Maybe some determination would have to be made to avoid that, like a judgement rendered on the corporate culture. For example, is it obviously a cesspool of incompetence just in a general sense? Great, burn the company down.
Does the company custom-design their own ARM hardware to at least have a fighting chance vs APT-type threats? Maybe they did everything they reasonably could in that case. You could also argue smaller companies did everything they could even if they don't have the resources for that, provided there's not rampant incompetence.
Well, it could be in the case where it looked like sabotage, I'd expect the victim company to go to great lengths to prove it (ie, evidence to the contrary, etc). It probably wouldn't be that hard.
In this case, it was a spyware company. Seems almost fitting that they'd be unconcerned about securing data that was essentially tricked/stolen from their users.
More importantly it punishes the organization for something that is an organizational failing, whereas jailing an individual system administrator for a data breach punishes the individual for the incompetency of their superiors.
Up to 4% of the company's revenue doesn't solve much. Depending on the sector, 4% of revenue (are we talking EBITDA?) may potentially be less than a slap on the wrist, and internally middle-management will take the blame for the reduction in sales margin/operating profit.
The above comment is almost certainly a reference to GDPR, for which the maximum penalty for malicious non-compliance is "up to 4 % of the total worldwide annual turnover." It is not net income or profit or EBIDTA or anything else that subtracts operating cost, it is revenue.
IMO all the cookie warnings we see are just misguided attempts to ignore it and continue more or less like before and should probably not save anyone in court, again if I've understood it correctly.
Up to 4%? Wouldn't that simply be considered cost of business for some corporations? Pay less in security, etc. and just consider the 4% a smaller tax of sorts?
It is highly unlikely that the chairman and ceo of any corporation that was found guilty under GDPR and had to pay 4% would survive.
Few bank CEOs have survived the various "we will get some payback for 2008" fines over the years.
If you want to change corporate culture, you don't need to destroy the company, just hold a gun to the head of each CEO and see how fast they make sure everyone else dances.
This is one of the best things about Sarbane-Oxley - the CEO actually signs off the accounts and will go to jail if the accounts are misleading. so guess what has had top priority at banks across the globe?
In the US, I'm highly pessimistic that any law that gave people a private right of action against basically any company that touches their data would ever pass without large and noticeable changes to the business and legal landscapes.

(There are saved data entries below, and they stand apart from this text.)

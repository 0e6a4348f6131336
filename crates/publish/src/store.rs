//! Durable records of completed deployments.

use std::{
    fs::{File, OpenOptions},
    future::Future,
    io::{Read, Seek, SeekFrom, Write},
    path::{Path, PathBuf},
};

use anyhow::{Context, Result};
use chrono::{DateTime, Utc};
use fs2::FileExt;
use serde::{Deserialize, Serialize};

/// Default file name of the deployment store.
pub const STORE_FILENAME: &str = "deployments.json";

/// A deployment about to be recorded.
#[derive(Debug, Clone, PartialEq, Eq, Serialize, Deserialize)]
pub struct NewDeployment {
    pub shop_id: u64,
    pub domain: Option<String>,
    pub gateway: Option<String>,
    pub content_hash: Option<String>,
}

/// A recorded deployment. Never modified once stored.
#[derive(Debug, Clone, PartialEq, Eq, Serialize, Deserialize)]
pub struct DeploymentRecord {
    pub id: u64,
    pub shop_id: u64,
    pub domain: Option<String>,
    pub gateway: Option<String>,
    pub content_hash: Option<String>,
    pub created_at: DateTime<Utc>,
}

/// Persists deployment records.
pub trait DeploymentStore {
    /// Store a new record and return it with its assigned id.
    fn create(
        &self,
        deployment: NewDeployment,
    ) -> impl Future<Output = Result<DeploymentRecord>> + Send;
}

/// Stores every record in one JSON array file, serialized through an exclusive
/// file lock so concurrent processes do not lose writes.
#[derive(Debug, Clone)]
pub struct JsonFileStore {
    path: PathBuf,
}

impl JsonFileStore {
    pub fn new(path: impl Into<PathBuf>) -> Self {
        Self { path: path.into() }
    }

    /// Store under the platform data directory, e.g. `~/.local/share/dshop/deployments.json`.
    pub fn at_default_location() -> Result<Self> {
        let dir = dirs::data_dir().context("No data directory on this platform")?;
        Ok(Self::new(dir.join("dshop").join(STORE_FILENAME)))
    }

    pub fn path(&self) -> &Path {
        &self.path
    }

    /// Every record, oldest first. A missing file means no records.
    pub async fn list(&self) -> Result<Vec<DeploymentRecord>> {
        let path = self.path.clone();
        tokio::task::spawn_blocking(move || -> Result<Vec<DeploymentRecord>> {
            if !path.exists() {
                return Ok(Vec::new());
            }
            let mut file = File::open(&path)
                .with_context(|| format!("Failed to open {}", path.display()))?;
            file.lock_shared()
                .with_context(|| format!("Failed to lock {}", path.display()))?;
            let records = read_records(&mut file, &path);
            FileExt::unlock(&file)?;
            records
        })
        .await
        .context("Deployment store task panicked")?
    }

    fn append(path: &Path, deployment: NewDeployment) -> Result<DeploymentRecord> {
        if let Some(parent) = path.parent() {
            std::fs::create_dir_all(parent)
                .with_context(|| format!("Failed to create {}", parent.display()))?;
        }

        let mut file = OpenOptions::new()
            .read(true)
            .write(true)
            .create(true)
            .truncate(false)
            .open(path)
            .with_context(|| format!("Failed to open {}", path.display()))?;
        file.lock_exclusive()
            .with_context(|| format!("Failed to lock {}", path.display()))?;

        let result = (|| -> Result<DeploymentRecord> {
            let mut records = read_records(&mut file, path)?;
            let record = DeploymentRecord {
                id: records.iter().map(|r| r.id).max().unwrap_or(0) + 1,
                shop_id: deployment.shop_id,
                domain: deployment.domain,
                gateway: deployment.gateway,
                content_hash: deployment.content_hash,
                created_at: Utc::now(),
            };
            records.push(record.clone());

            let json = serde_json::to_vec_pretty(&records)
                .context("Failed to serialize deployment records")?;
            file.set_len(0)?;
            file.seek(SeekFrom::Start(0))?;
            file.write_all(&json)?;
            file.sync_all()
                .with_context(|| format!("Failed to write {}", path.display()))?;
            Ok(record)
        })();

        FileExt::unlock(&file)?;
        result
    }
}

fn read_records(file: &mut File, path: &Path) -> Result<Vec<DeploymentRecord>> {
    let mut content = String::new();
    file.read_to_string(&mut content)
        .with_context(|| format!("Failed to read {}", path.display()))?;

    if content.trim().is_empty() {
        return Ok(Vec::new());
    }

    serde_json::from_str(&content)
        .with_context(|| format!("Failed to parse deployment records in {}", path.display()))
}

impl DeploymentStore for JsonFileStore {
    async fn create(&self, deployment: NewDeployment) -> Result<DeploymentRecord> {
        let path = self.path.clone();
        let record = tokio::task::spawn_blocking(move || Self::append(&path, deployment))
            .await
            .context("Deployment store task panicked")??;

        tracing::debug!(id = record.id, path = %self.path.display(), "Deployment record written");
        Ok(record)
    }
}

#[cfg(test)]
mod tests {
    use super::*;
    use tempdir::TempDir;

    fn deployment(shop_id: u64, hash: Option<&str>) -> NewDeployment {
        NewDeployment {
            shop_id,
            domain: None,
            gateway: Some("http://localhost:5001".to_string()),
            content_hash: hash.map(str::to_string),
        }
    }

    #[tokio::test]
    async fn test_create_assigns_increasing_ids() {
        let temp_dir = TempDir::new("dshop-store").expect("Failed to create temp dir");
        let store = JsonFileStore::new(temp_dir.path().join("nested").join(STORE_FILENAME));

        let first = store.create(deployment(7, Some("QmA"))).await.unwrap();
        let second = store.create(deployment(8, None)).await.unwrap();

        assert_eq!(first.id, 1);
        assert_eq!(second.id, 2);
        assert_eq!(second.content_hash, None);

        let records = store.list().await.unwrap();
        assert_eq!(records, vec![first, second]);
    }

    #[tokio::test]
    async fn test_list_missing_file() {
        let temp_dir = TempDir::new("dshop-store").expect("Failed to create temp dir");
        let store = JsonFileStore::new(temp_dir.path().join(STORE_FILENAME));

        assert!(store.list().await.unwrap().is_empty());
    }

    #[tokio::test]
    async fn test_corrupted_store_fails() {
        let temp_dir = TempDir::new("dshop-store").expect("Failed to create temp dir");
        let path = temp_dir.path().join(STORE_FILENAME);
        std::fs::write(&path, "{ invalid json }").unwrap();

        let store = JsonFileStore::new(&path);
        assert!(store.create(deployment(1, Some("QmA"))).await.is_err());
        assert!(store.list().await.is_err());

        // The broken file is left for an operator to inspect.
        assert_eq!(std::fs::read_to_string(&path).unwrap(), "{ invalid json }");
    }

    #[tokio::test]
    async fn test_concurrent_creates_do_not_collide() {
        let temp_dir = TempDir::new("dshop-store").expect("Failed to create temp dir");
        let store = JsonFileStore::new(temp_dir.path().join(STORE_FILENAME));

        let (a, b) = tokio::join!(
            store.create(deployment(1, Some("QmA"))),
            store.create(deployment(2, Some("QmB")))
        );

        let mut ids = vec![a.unwrap().id, b.unwrap().id];
        ids.sort();
        assert_eq!(ids, vec![1, 2]);
        assert_eq!(store.list().await.unwrap().len(), 2);
    }
}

While that's fair, it should actually be the other way around.
Let the government keep the money. They'll be more inclined to actually enforce the law. We see how aggressively they police drugs when they stand to benefit from civil asset forfeiture.
If Equifax breach didn't send anyone to jail, nothing will. A breach the size of Equifax should have followed with massive fines and possibly even killed the company but nothing happened.
Nothing happened because it's very difficult to assess damages of personal information.
For example, if a health insurer the size of Equifax lost the equivalent amount of HIPAA related information due to negligence, you can sure bet there would be penalties. That's because HIPAA related info has legally defined protections.
As it is, calculating the damages of releasing your equifax info is a speculative guess at best, which is why at most you got to lock access or ID fraud protection.
> Nothing happened because it's very difficult to assess damages of personal information.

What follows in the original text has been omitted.